Produce word for word the lines of the data below running from the one that has "pub fn login(&mut" to the one that has "self.sessions.contains(token)", inclusive, and no others.

Excerpted data Block Start

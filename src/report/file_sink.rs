// Copyright 2025 Lablup Inc. and Jeongkyu Shin
//
// Licensed under the Apache License, Version 2.0 (the "License");
// you may not use this file except in compliance with the License.
// You may obtain a copy of the License at
//
//     http://www.apache.org/licenses/LICENSE-2.0
//
// Unless required by applicable law or agreed to in writing, software
// distributed under the License is distributed on an "AS IS" BASIS,
// WITHOUT WARRANTIES OR CONDITIONS OF ANY KIND, either express or implied.
// See the License for the specific language governing permissions and
// limitations under the License.

use std::fs::{self, File};
use std::io::{BufWriter, Write};
use std::path::{Path, PathBuf};

use serde::Serialize;

use super::{console, HostRecord, ReportKind, VolumeRecord};
use crate::error::Result;
use crate::traits::ReportSink;

/// Writes each record set as a pretty-printed JSON array under `dir`,
/// optionally echoing a table to stdout.
pub struct FileReportSink {
    dir: PathBuf,
    echo: bool,
    written: Vec<PathBuf>,
}

impl FileReportSink {
    pub fn new(dir: impl Into<PathBuf>) -> Self {
        Self {
            dir: dir.into(),
            echo: false,
            written: Vec::new(),
        }
    }

    pub fn with_echo(mut self, echo: bool) -> Self {
        self.echo = echo;
        self
    }

    pub fn dir(&self) -> &Path {
        &self.dir
    }

    /// Files written so far, in write order.
    pub fn written(&self) -> &[PathBuf] {
        &self.written
    }

    fn write_json<T: Serialize>(&mut self, kind: ReportKind, records: &[T]) -> Result<()> {
        fs::create_dir_all(&self.dir)?;
        let path = self.dir.join(kind.file_name());
        let mut writer = BufWriter::new(File::create(&path)?);
        serde_json::to_writer_pretty(&mut writer, records)?;
        writer.write_all(b"\n")?;
        writer.flush()?;

        tracing::info!(
            report = kind.file_name(),
            records = records.len(),
            "Wrote report to {}",
            path.display()
        );
        self.written.push(path);
        Ok(())
    }
}

impl ReportSink for FileReportSink {
    fn write_hosts(&mut self, kind: ReportKind, records: &[HostRecord]) -> Result<()> {
        if self.echo {
            print!("{}", console::render_hosts(kind, records));
        }
        self.write_json(kind, records)
    }

    fn write_volumes(&mut self, kind: ReportKind, records: &[VolumeRecord]) -> Result<()> {
        if self.echo {
            print!("{}", console::render_volumes(kind, records));
        }
        self.write_json(kind, records)
    }
}
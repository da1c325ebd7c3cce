//! Simulated cluster inventory served by the mock server

use std::collections::{BTreeMap, HashSet};

use crate::inventory::{ConnectionState, Host, LunType, MultipathPolicy, PowerState};
use crate::mock::args::Args;
use crate::mock::constants::{
    CDROM_SIZE, HOST_DOMAIN, LUN_SIZE_2TB, LUN_SIZE_500GB, SESSION_TOKEN_PREFIX,
};
use crate::network::wire::{ClusterSummary, HostSummary, MultipathInfo, ScsiLunSummary};

pub struct MockInventory {
    pub cluster: ClusterSummary,
    pub hosts: Vec<Host>,
    /// LUNs keyed by host id.
    pub luns: BTreeMap<String, Vec<ScsiLunSummary>>,
    username: String,
    password: String,
    sessions: HashSet<String>,
    next_session: u64,
    updates: usize,
    fail_updates_after: Option<usize>,
}

/// Policy and threshold for the `index`th LUN: one in four is MRU, one in
/// four is already compliant, the rest use round-robin with `default_iops`.
fn lun_multipath(index: u32, default_iops: u32) -> MultipathInfo {
    match index % 4 {
        0 => MultipathInfo {
            policy: MultipathPolicy::MostRecentlyUsed,
            commands_per_path: None,
        },
        1 => MultipathInfo {
            policy: MultipathPolicy::RoundRobin,
            commands_per_path: Some(1),
        },
        _ => MultipathInfo {
            policy: MultipathPolicy::RoundRobin,
            commands_per_path: Some(default_iops),
        },
    }
}

impl MockInventory {
    pub fn generate(args: &Args) -> Self {
        let mut hosts = Vec::new();
        let total_hosts = args.healthy_hosts + args.unhealthy_hosts;
        for i in 0..total_hosts {
            let (connection_state, power_state) = if i < args.healthy_hosts {
                (ConnectionState::Connected, PowerState::PoweredOn)
            } else if (i - args.healthy_hosts) % 2 == 0 {
                (ConnectionState::Connected, PowerState::PoweredOff)
            } else {
                (ConnectionState::Disconnected, PowerState::PoweredOn)
            };
            hosts.push(Host {
                id: format!("host-{}", 1001 + i),
                name: format!("esx{:02}.{HOST_DOMAIN}", i + 1),
                connection_state,
                power_state,
            });
        }

        // Every host sees the same shared LUNs, like datastores in a real cluster.
        let mut luns = BTreeMap::new();
        for host in &hosts {
            let mut host_luns: Vec<ScsiLunSummary> = (0..args.luns_per_host)
                .map(|lun| ScsiLunSummary {
                    canonical_name: format!("naa.6000d31000{lun:022x}"),
                    lun_type: LunType::Disk.as_str().to_string(),
                    capacity_bytes: if lun % 3 == 0 {
                        LUN_SIZE_2TB
                    } else {
                        LUN_SIZE_500GB
                    },
                    multipath: lun_multipath(lun, args.default_iops),
                })
                .collect();
            host_luns.push(ScsiLunSummary {
                canonical_name: format!("mpx.vmhba32:C0:T0:L0-{}", host.id),
                lun_type: LunType::CdRom.as_str().to_string(),
                capacity_bytes: CDROM_SIZE,
                multipath: MultipathInfo {
                    policy: MultipathPolicy::Fixed,
                    commands_per_path: None,
                },
            });
            luns.insert(host.id.clone(), host_luns);
        }

        Self {
            cluster: ClusterSummary {
                cluster: "domain-c8".to_string(),
                name: args.cluster.clone(),
            },
            hosts,
            luns,
            username: args.username.clone(),
            password: args.password.clone(),
            sessions: HashSet::new(),
            next_session: 1,
            updates: 0,
            fail_updates_after: args.fail_updates_after,
        }
    }

    /// Open a session for matching credentials.
    pub fn login(&mut self, username: &str, password: &str) -> Option<String> {
        if username != self.username || password != self.password {
            return None;
        }
        let token = format!("{SESSION_TOKEN_PREFIX}{:08}", self.next_session);
        self.next_session += 1;
        self.sessions.insert(token.clone());
        Some(token)
    }

    pub fn logout(&mut self, token: &str) -> bool {
        self.sessions.remove(token)
    }

    pub fn is_valid_session(&self, token: &str) -> bool {
        self.sessions.contains(token)
    }

    /// Case-insensitive, like a loose server-side filter; clients must match
    /// exactly themselves.
    pub fn clusters_named(&self, names: Option<&str>) -> Vec<ClusterSummary> {
        match names {
            Some(name) if !self.cluster.name.eq_ignore_ascii_case(name) => Vec::new(),
            _ => vec![self.cluster.clone()],
        }
    }

    pub fn hosts_in(&self, cluster_id: Option<&str>) -> Vec<HostSummary> {
        if cluster_id.is_some_and(|id| id != self.cluster.cluster) {
            return Vec::new();
        }
        self.hosts
            .iter()
            .map(|h| HostSummary {
                host: h.id.clone(),
                name: h.name.clone(),
                connection_state: h.connection_state.clone(),
                power_state: h.power_state.clone(),
            })
            .collect()
    }

    pub fn host(&self, host_id: &str) -> Option<&Host> {
        self.hosts.iter().find(|h| h.id == host_id)
    }

    pub fn luns_of(&self, host_id: &str, lun_type: Option<&str>) -> Option<Vec<ScsiLunSummary>> {
        let luns = self.luns.get(host_id)?;
        Some(
            luns.iter()
                .filter(|l| match lun_type {
                    Some(t) => l.lun_type.eq_ignore_ascii_case(t),
                    None => true,
                })
                .cloned()
                .collect(),
        )
    }

    /// `Err(true)` when the LUN is unknown, `Err(false)` when the update was
    /// rejected by failure simulation.
    pub fn update_multipath(
        &mut self,
        host_id: &str,
        canonical_name: &str,
        policy: MultipathPolicy,
        commands_per_path: u32,
    ) -> Result<ScsiLunSummary, bool> {
        if self
            .fail_updates_after
            .is_some_and(|limit| self.updates >= limit)
        {
            return Err(false);
        }
        let lun = self
            .luns
            .get_mut(host_id)
            .and_then(|luns| luns.iter_mut().find(|l| l.canonical_name == canonical_name))
            .ok_or(true)?;
        lun.multipath = MultipathInfo {
            policy,
            commands_per_path: Some(commands_per_path),
        };
        self.updates += 1;
        Ok(lun.clone())
    }
}
// Copyright 2025 Lablup Inc. and Jeongkyu Shin
//
// Licensed under the Apache License, Version 2.0 (the "License");
// you may not use this file except in compliance with the License.
// You may obtain a copy of the License at
//
//     http://www.apache.org/licenses/LICENSE-2.0
//
// Unless required by applicable law or agreed to in writing, software
// distributed under the License is distributed on an "AS IS" BASIS,
// WITHOUT WARRANTIES OR CONDITIONS OF ANY KIND, either express or implied.
// See the License for the specific language governing permissions and
// limitations under the License.

//! Seams between the remediation workflow and the outside world.

pub mod management;
pub mod report;

pub use management::ManagementApi;
pub use report::ReportSink;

Excerpted data Block End

◆ Result:
    pub fn login(&mut self, username: &str, password: &str) -> Option<String> {
        if username != self.username || password != self.password {
            return None;
        }
        let token = format!("{SESSION_TOKEN_PREFIX}{:08}", self.next_session);
        self.next_session += 1;
        self.sessions.insert(token.clone());
        Some(token)
    }

    pub fn logout(&mut self, token: &str) -> bool {
        self.sessions.remove(token)
    }

    pub fn is_valid_session(&self, token: &str) -> bool {
        self.sessions.contains(token)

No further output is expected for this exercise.